The two founders of MessageLabs, brothers Jos and Ben White, meanwhile, pocketed some £100 million of the proceeds of the sale and are investing £20 million of it in a new venture capital fund, Notion Capital, which will fund fledgling SaaS companies.
Valuations slide
The outlook for UK buyers is less clear, especially given the current weakness of sterling compared with other currencies. Many publicly traded tech companies have seen their market capitalisations cut in half over the past few months and aren’t prepared to sell at a discount, unless they really need to.
Privately held targets, meanwhile, may offer more promise. In a recent survey of corporate development officers in technology companies, conducted by IT market research company the 451 Group, nine out of ten respondents said they expect prices of private companies to drop in 2009, with 45 per cent expecting them to “decline substantially”.
Either way, the January 2009 acquisition of US-based content management company Interwoven by UK-based search specialist Autonomy can be seen not as an example to other would-be UK buyers, but as an anomaly, and in no way representative of the state of the UK technology M&A sector. For a start, Autonomy’s recent high performance – it announced revenues up 47 per cent to $503.2 million for its last fiscal year – meant it was able to finance the deal not only with cash, but also via an offering of new shares and a revolving Barclays credit facility .

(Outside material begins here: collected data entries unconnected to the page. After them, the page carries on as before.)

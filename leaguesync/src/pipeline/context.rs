//! Per-run context: identity, mode, cancellation, and checkpointing.

use std::fmt;
use std::sync::atomic::{AtomicU64, Ordering};
use std::sync::Arc;

use chrono::{DateTime, Utc, Weekday};
use serde::{Deserialize, Serialize};
use uuid::Uuid;

use super::Stage;
use crate::cancel::CancelToken;
use crate::checkpoint::{Checkpoint, CheckpointLog};
use crate::errors::PipelineError;

/// Whether a run merges into existing data or rebuilds from scratch.
#[derive(Debug, Clone, Copy, PartialEq, Eq, Serialize, Deserialize)]
#[serde(rename_all = "snake_case")]
pub enum RunMode {
    /// Merge fetched batches into the existing datasets.
    Incremental,
    /// Discard existing datasets and rebuild from the fetched batches.
    FullRefresh,
}

impl RunMode {
    /// Resolves the mode for a run.
    ///
    /// An explicit operator request always wins; otherwise incremental
    /// runs upgrade to a full refresh on the configured weekday.
    #[must_use]
    pub fn resolve(full_refresh: bool, today: Weekday, weekly_refresh_day: Option<Weekday>) -> Self {
        if full_refresh || weekly_refresh_day == Some(today) {
            Self::FullRefresh
        } else {
            Self::Incremental
        }
    }

    /// Whether this run rebuilds from scratch.
    #[must_use]
    pub fn is_full_refresh(&self) -> bool {
        matches!(self, Self::FullRefresh)
    }
}

impl fmt::Display for RunMode {
    fn fmt(&self, f: &mut fmt::Formatter<'_>) -> fmt::Result {
        match self {
            Self::Incremental => write!(f, "incremental"),
            Self::FullRefresh => write!(f, "full_refresh"),
        }
    }
}

/// Everything a stage needs to know about the run it belongs to.
#[derive(Clone)]
pub struct RunContext {
    run_id: Uuid,
    mode: RunMode,
    started_at: DateTime<Utc>,
    cancel: Arc<CancelToken>,
    checkpoints: Arc<dyn CheckpointLog>,
    sequence: Arc<AtomicU64>,
}

impl RunContext {
    /// Creates a context for a fresh run with a new run id.
    pub fn new(mode: RunMode, checkpoints: Arc<dyn CheckpointLog>) -> Self {
        Self {
            run_id: Uuid::new_v4(),
            mode,
            started_at: Utc::now(),
            cancel: Arc::new(CancelToken::new()),
            checkpoints,
            sequence: Arc::new(AtomicU64::new(0)),
        }
    }

    /// Shares an externally owned cancel token with this run.
    #[must_use]
    pub fn with_cancel_token(mut self, cancel: Arc<CancelToken>) -> Self {
        self.cancel = cancel;
        self
    }

    /// The run id.
    #[must_use]
    pub fn run_id(&self) -> Uuid {
        self.run_id
    }

    /// The resolved run mode.
    #[must_use]
    pub fn mode(&self) -> RunMode {
        self.mode
    }

    /// When the run started.
    #[must_use]
    pub fn started_at(&self) -> DateTime<Utc> {
        self.started_at
    }

    /// The run's cancel token.
    #[must_use]
    pub fn cancel_token(&self) -> &Arc<CancelToken> {
        &self.cancel
    }

    /// Appends a checkpoint to the run's audit trail, stamping it with
    /// the next per-run sequence number (starting at 1).
    pub fn checkpoint(&self, mut checkpoint: Checkpoint) -> Result<(), PipelineError> {
        checkpoint.sequence = self.sequence.fetch_add(1, Ordering::SeqCst) + 1;
        self.checkpoints.append(&checkpoint)?;
        Ok(())
    }

    /// Fails with [`PipelineError::Cancelled`] if cancellation was requested.
    pub fn ensure_active(&self, stage: Stage) -> Result<(), PipelineError> {
        if self.cancel.is_cancelled() {
            let reason = self
                .cancel
                .reason()
                .unwrap_or_else(|| "cancelled".to_string());
            tracing::info!(run_id = %self.run_id, %stage, %reason, "run cancelled");
            return Err(PipelineError::cancelled(reason));
        }
        Ok(())
    }
}

impl fmt::Debug for RunContext {
    fn fmt(&self, f: &mut fmt::Formatter<'_>) -> fmt::Result {
        f.debug_struct("RunContext")
            .field("run_id", &self.run_id)
            .field("mode", &self.mode)
            .field("started_at", &self.started_at)
            .field("cancelled", &self.cancel.is_cancelled())
            .finish_non_exhaustive()
    }
}

#[cfg(test)]
mod tests {
    use super::*;
    use crate::checkpoint::MemoryCheckpointLog;
    use pretty_assertions::assert_eq;

    #[test]
    fn test_explicit_full_refresh_wins() {
        let mode = RunMode::resolve(true, Weekday::Thu, None);
        assert_eq!(mode, RunMode::FullRefresh);
        assert!(mode.is_full_refresh());
    }

    #[test]
    fn test_weekly_refresh_day_upgrades_incremental() {
        assert_eq!(
            RunMode::resolve(false, Weekday::Mon, Some(Weekday::Mon)),
            RunMode::FullRefresh
        );
        assert_eq!(
            RunMode::resolve(false, Weekday::Tue, Some(Weekday::Mon)),
            RunMode::Incremental
        );
        assert_eq!(
            RunMode::resolve(false, Weekday::Mon, None),
            RunMode::Incremental
        );
    }

    #[test]
    fn test_checkpoint_appends_to_log() {
        let log = Arc::new(MemoryCheckpointLog::new());
        let ctx = RunContext::new(RunMode::Incremental, Arc::clone(&log) as _);

        ctx.checkpoint(Checkpoint::passed(ctx.run_id(), Stage::Prepare))
            .unwrap();

        let entries = log.entries();
        assert_eq!(entries.len(), 1);
        assert_eq!(entries[0].run_id, ctx.run_id());
    }

    #[test]
    fn test_checkpoint_sequences_are_monotone() {
        let log = Arc::new(MemoryCheckpointLog::new());
        let ctx = RunContext::new(RunMode::Incremental, Arc::clone(&log) as _);

        ctx.checkpoint(Checkpoint::passed(ctx.run_id(), Stage::Prepare))
            .unwrap();
        ctx.checkpoint(Checkpoint::passed(ctx.run_id(), Stage::FetchMerge))
            .unwrap();
        ctx.checkpoint(Checkpoint::passed(ctx.run_id(), Stage::Load))
            .unwrap();

        let sequences: Vec<u64> = log.entries().iter().map(|entry| entry.sequence).collect();
        assert_eq!(sequences, [1, 2, 3]);
    }

    #[test]
    fn test_ensure_active_reports_cancellation() {
        let ctx = RunContext::new(
            RunMode::Incremental,
            Arc::new(MemoryCheckpointLog::new()) as _,
        );
        ctx.ensure_active(Stage::Prepare).unwrap();

        ctx.cancel_token().cancel("timeout");
        let err = ctx.ensure_active(Stage::FetchMerge).unwrap_err();
        assert!(matches!(err, PipelineError::Cancelled { .. }));
    }
}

Even when the deal is concluded, Autonomy will still have “at least” $75 million in cash, while Interwoven’s last financial reports show a cash balance of some $163 million. “On the face of it, a transaction including bank debt and a placing should be very difficult in the current environment,” says Autonomy CFO Shushovan Hussain. “But Autonomy has many long-term supporters and, as a result, our main banker, Barclays, was happy to provide $200 million of debt on extremely favourable terms of 225 basis points above US three-month LIBOR rates.”
Signed and sealed
The £222 million placing, he adds, was completed in just over an hour and was five times over-subscribed. In addition, Interwoven’s stock was artificially depressed for much of 2008, due to an options backdating investigation that has since been concluded. So while software stocks are generally down about 40 per cent, Interwoven had stayed mostly flat. For this reason, say market analysts, Interwoven’s shareholders would not have had the option of judging the deal against any other recent offer.

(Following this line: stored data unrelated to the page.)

//! # Leaguesync
//!
//! An incremental ingestion and promotion pipeline for league datasets.
//!
//! Leaguesync refreshes a production dataset set from an external source
//! without ever exposing a partially-updated state:
//!
//! - **Natural-key upsert**: incoming batches merge into a working copy with
//!   added/updated/skipped accounting and per-record integrity reporting
//! - **Staged validation**: dev and prod gates must pass before anything
//!   reaches production
//! - **Backup-then-swap promotion**: a verified backup snapshot precedes a
//!   single atomic pointer swap
//! - **Auditable checkpoints**: every stage transition appends to a durable,
//!   per-run queryable log
//! - **Single-writer discipline**: a stale-aware run lock rejects concurrent
//!   runs before any state is touched
//!
//! ## Quick Start
//!
//! ```rust,ignore
//! use leaguesync::prelude::*;
//!
//! let config = PipelineConfig::new("/var/lib/leaguesync");
//! let controller =
//!     PipelineController::new(config, store, fetcher, loader, gate, checkpoints);
//!
//! let report = controller.run(RunMode::Incremental).await?;
//! println!("{report}");
//! ```

#![forbid(unsafe_code)]
#![warn(
    clippy::all,
    clippy::pedantic,
    missing_docs,
    rust_2018_idioms
)]
#![allow(
    clippy::module_name_repetitions,
    clippy::must_use_candidate,
    clippy::missing_errors_doc,
    clippy::missing_panics_doc
)]

pub mod cancel;
pub mod checkpoint;
pub mod config;
pub mod errors;
pub mod lock;
pub mod merge;
pub mod pipeline;
pub mod promote;
pub mod record;
pub mod sources;
pub mod store;
pub mod testing;
pub mod util;

/// Prelude module for convenient imports
pub mod prelude {
    pub use crate::cancel::CancelToken;
    pub use crate::checkpoint::{
        Checkpoint, CheckpointLog, CheckpointStatus, CountDelta, JsonlCheckpointLog,
        MemoryCheckpointLog,
    };
    pub use crate::config::PipelineConfig;
    pub use crate::errors::{PipelineError, PromotionError};
    pub use crate::lock::{RunLock, RunLockGuard};
    pub use crate::merge::{merge, MergeOutcome};
    pub use crate::pipeline::{
        PipelineController, RunContext, RunMode, RunReport, RunStatus, Stage,
    };
    pub use crate::promote::{BackupSnapshot, PromotionManager};
    pub use crate::record::{Dataset, DatasetKind, DatasetSet, KeySpec, NaturalKey, Record};
    pub use crate::sources::{
        FetchWindow, Fetcher, GateReport, GateTarget, Loader, ValidationGate,
    };
    pub use crate::store::{DatasetStore, FsDatasetStore};
}

#[cfg(test)]
mod tests {
    use super::prelude::*;

    #[test]
    fn prelude_exposes_dataset_kinds() {
        assert_eq!(DatasetKind::all().len(), 3);
    }
}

Plus, it was a high-performing company in the hot, rapidly consolidating enterprise content management sector, where most of the competition has already been bought up, arguably justifying the 33 per cent premium on its market capitalisation
that Autonomy was prepared to offer. Regardless of the dynamics of specific deals, it is clear that the IT M&A sector will not be immune to the economic challenges facing all industries worldwide. But deals will still get done, insist analysts at US investment bank Updata, even though they may look a little different from their pre-credit crunch counterparts. “As we expect buyers and sellers to continue to be risk averse, we do not expect M&A in 2009 to be driven by large and risky transactions; rather, we expect continued activity in the sub-$200 million mid-market range,” they predict in a recent research report.
“The development of new technologies, such as cloud computing, virtualisation
and software-as-a-service, coupled with increased spending in selected sectors – government, healthcare, energy, security – will be a source of stability, growth and probable M&A activity. For these reasons, we look forward to 2009 as a year of opportunity for thoughtful and creative combinations.”